Jawbreaker

jawbreaker
Cast: Rebecca Gayheart
Studio: Tristar
Rating: 2/10

Never has a movie so wanted to be a movie it wasn’t. Jawbreaker wishes more than anything that it could be Heathers. Sometimes it wants to be Clueless. Strangely, I think it even wanted to be Grease. Instead, Jawbreaker is a Frankenstein of better high school movies, unable to commit to being utterly wicked, and unable to keep its tongue in cheek. Much like the main character’s outfits, Jawbreaker is anti-subtle.

The movie opens with the three mega-princesses of Ronald Reagan High School (see, it’s already not funny) kidnapping their best friend, Liz Purr, and accidentally killing her. Not a bad premise, but that scene only lasts about five minutes. The girls, led by the naughty Courtney Shayne (Rose McGowan, looking a lot more like an evil grad student than a teenager), proceed to badly cover up their crime. The plot (I think I detected one) relies heavily on the audience’s ability to suspend disbelief, or be brain dead. The other two miniskirt wearing leads, Julie Benz as Marcie Fox (whoever dreamed up the names for these girls has clearly spent some time at strip clubs) and Rebecca Gayheart as Julie Freeman, split into opposite emotional camps after seeing their friend dead in a car trunk. Julie is as close to a sympathetic character as we get, and given her involvement in the murder, she’s not exactly likable. There’s the requisite girl who gets a makeover, Fern Mayo (Judy Greer), changing her name to Vylette, but wearing pink. There are a couple of male characters that interest/repulse the girls, but they’re even more thinly drawn. Carol Kane plays Miss. Sherwood, the requisite inept adult character, in a perpetual hissy fit over the students’ behavior. I couldn’t wait for the scenes with Miss. Sherwood in them to be over.

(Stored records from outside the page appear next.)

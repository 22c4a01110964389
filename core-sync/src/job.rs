//! # Sync Job State Machine
//!
//! The durable unit of background synchronization work, with validated state
//! transitions.
//!
//! ## State Machine
//!
//! ```text
//! Pending → Running → Completed
//!     ↓        ↓  ↓
//!     ↓        ↓  └─→ Failed
//!     └────────┴────→ Cancelled
//!          ↑   ↓
//!          └───┘  (retry re-queue: Running → Pending, same record)
//! ```
//!
//! A retried job is not a new record: a transient failure sends the record
//! back to `Pending` with an incremented `retry_count` and a future
//! `scheduled_at`. `Failed` is always terminal.
//!
//! ## Usage
//!
//! ```rust,ignore
//! use core_sync::{SyncJob, SyncJobType};
//! use core_store::{DeviceId, UserId};
//!
//! let job = SyncJob::new(UserId(1), DeviceId(10), SyncJobType::Activities);
//! let mut job = job.start()?;
//! job.update_progress(50)?;
//! let job = job.complete()?;
//! ```

use crate::{Result, SyncError};
use core_store::{DeviceId, UserId};
use serde::{Deserialize, Serialize};
use std::str::FromStr;
use std::time::Duration;
use uuid::Uuid;

/// Retry budget applied to new jobs unless the scheduler configuration says
/// otherwise.
pub const DEFAULT_MAX_RETRIES: u32 = 3;

// ============================================================================
// ID Type
// ============================================================================

/// Unique identifier for a sync job
#[derive(Debug, Clone, Copy, PartialEq, Eq, Hash, Serialize, Deserialize)]
pub struct SyncJobId(Uuid);

impl SyncJobId {
    /// Create a new random sync job ID
    pub fn new() -> Self {
        Self(Uuid::new_v4())
    }

    /// Parse a sync job ID from a string
    ///
    /// # Errors
    ///
    /// Returns an error if the string is not a valid UUID
    pub fn from_string(s: &str) -> Result<Self> {
        Ok(Self(
            Uuid::parse_str(s).map_err(|e| SyncError::InvalidJobId(e.to_string()))?,
        ))
    }

    /// Get the string representation of this ID
    pub fn as_str(&self) -> String {
        self.0.to_string()
    }
}

impl Default for SyncJobId {
    fn default() -> Self {
        Self::new()
    }
}

impl std::fmt::Display for SyncJobId {
    fn fmt(&self, f: &mut std::fmt::Formatter<'_>) -> std::fmt::Result {
        write!(f, "{}", self.0)
    }
}

// ============================================================================
// Status, Type, Priority
// ============================================================================

/// The current status of a sync job
#[derive(Debug, Clone, Copy, PartialEq, Eq, Serialize, Deserialize)]
#[serde(rename_all = "lowercase")]
pub enum SyncStatus {
    /// Job is waiting for its `scheduled_at` time and a free slot
    Pending,
    /// Job has been claimed and is executing
    Running,
    /// Job finished successfully
    Completed,
    /// Job failed permanently (non-retryable error or retry budget spent)
    Failed,
    /// Job was cancelled by the user
    Cancelled,
}

impl SyncStatus {
    /// Check if this status represents a terminal state
    pub fn is_terminal(&self) -> bool {
        matches!(
            self,
            SyncStatus::Completed | SyncStatus::Failed | SyncStatus::Cancelled
        )
    }

    /// Check if this status represents a non-terminal state
    pub fn is_active(&self) -> bool {
        matches!(self, SyncStatus::Pending | SyncStatus::Running)
    }

    /// Get the string representation for database storage
    pub fn as_str(&self) -> &'static str {
        match self {
            SyncStatus::Pending => "pending",
            SyncStatus::Running => "running",
            SyncStatus::Completed => "completed",
            SyncStatus::Failed => "failed",
            SyncStatus::Cancelled => "cancelled",
        }
    }
}

impl FromStr for SyncStatus {
    type Err = SyncError;

    fn from_str(s: &str) -> Result<Self> {
        match s {
            "pending" => Ok(SyncStatus::Pending),
            "running" => Ok(SyncStatus::Running),
            "completed" => Ok(SyncStatus::Completed),
            "failed" => Ok(SyncStatus::Failed),
            "cancelled" => Ok(SyncStatus::Cancelled),
            _ => Err(SyncError::InvalidStatus(s.to_string())),
        }
    }
}

impl std::fmt::Display for SyncStatus {
    fn fmt(&self, f: &mut std::fmt::Formatter<'_>) -> std::fmt::Result {
        write!(f, "{}", self.as_str())
    }
}

/// What a sync job pulls from the device provider
#[derive(Debug, Clone, Copy, PartialEq, Eq, Hash, Serialize, Deserialize)]
#[serde(rename_all = "snake_case")]
pub enum SyncJobType {
    /// Import new activities recorded on the device
    Activities,
    /// Pull continuous heart-rate samples
    HeartRate,
    /// Pull daily body metrics
    Metrics,
    /// Activities, then heart rate, then metrics, in one attempt
    FullSync,
}

impl SyncJobType {
    /// Get the string representation for database storage
    pub fn as_str(&self) -> &'static str {
        match self {
            SyncJobType::Activities => "activities",
            SyncJobType::HeartRate => "heart_rate",
            SyncJobType::Metrics => "metrics",
            SyncJobType::FullSync => "full_sync",
        }
    }
}

impl FromStr for SyncJobType {
    type Err = SyncError;

    fn from_str(s: &str) -> Result<Self> {
        match s {
            "activities" => Ok(SyncJobType::Activities),
            "heart_rate" => Ok(SyncJobType::HeartRate),
            "metrics" => Ok(SyncJobType::Metrics),
            "full_sync" => Ok(SyncJobType::FullSync),
            _ => Err(SyncError::InvalidJobType(s.to_string())),
        }
    }
}

impl std::fmt::Display for SyncJobType {
    fn fmt(&self, f: &mut std::fmt::Formatter<'_>) -> std::fmt::Result {
        write!(f, "{}", self.as_str())
    }
}

/// Selection-order tiebreak at poll time. Never preempts a running job.
#[derive(Debug, Clone, Copy, PartialEq, Eq, PartialOrd, Ord, Serialize, Deserialize, Default)]
pub enum Priority {
    Low = 0,
    #[default]
    Normal = 1,
    High = 2,
}

impl Priority {
    /// Convert priority to database integer
    pub fn as_i32(&self) -> i32 {
        *self as i32
    }

    /// Parse priority from database integer
    pub fn from_i32(i: i32) -> Result<Self> {
        match i {
            0 => Ok(Priority::Low),
            1 => Ok(Priority::Normal),
            2 => Ok(Priority::High),
            _ => Err(SyncError::InvalidPriority(i)),
        }
    }
}

// ============================================================================
// Sync Job Entity
// ============================================================================

/// A durable sync job record.
///
/// Transitions are validated: terminal states accept none, and the only way
/// back from `Running` to `Pending` is [`SyncJob::requeue`], which spends
/// retry budget. `updated_at` is refreshed by every mutator.
#[derive(Debug, Clone, PartialEq, Serialize, Deserialize)]
pub struct SyncJob {
    /// Unique identifier, minted when the record is created
    pub id: SyncJobId,
    /// Owning user
    pub user_id: UserId,
    /// Target device
    pub device_id: DeviceId,
    /// What to pull
    pub job_type: SyncJobType,
    /// Current status
    pub status: SyncStatus,
    /// Selection-order tiebreak
    pub priority: Priority,
    /// Earliest time the job becomes eligible for execution
    pub scheduled_at: i64,
    /// When the job entered `Running`
    pub started_at: Option<i64>,
    /// When the job entered a terminal state
    pub completed_at: Option<i64>,
    /// Last failure reason, retained across retries
    pub error_message: Option<String>,
    /// Failures so far; never exceeds `max_retries`
    pub retry_count: u32,
    /// Retry budget, fixed at creation
    pub max_retries: u32,
    /// 0–100, non-decreasing within an attempt
    pub progress: u8,
    /// Free-form execution-result annotations
    pub metadata: Option<serde_json::Value>,
    pub created_at: i64,
    pub updated_at: i64,
}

Without a doubt one of the worst movies of 1999, Jawbreaker could be studied in film school as a perfect example of the unfortunate results of mixing genres. Poorly written, poorly directed, and, with the exception of the scenery chewing Rose McGowan, poorly acted, Jawbreaker comes across as half-assed. It takes a promising idea and dilutes it into something messy, devoid of flavor and interest.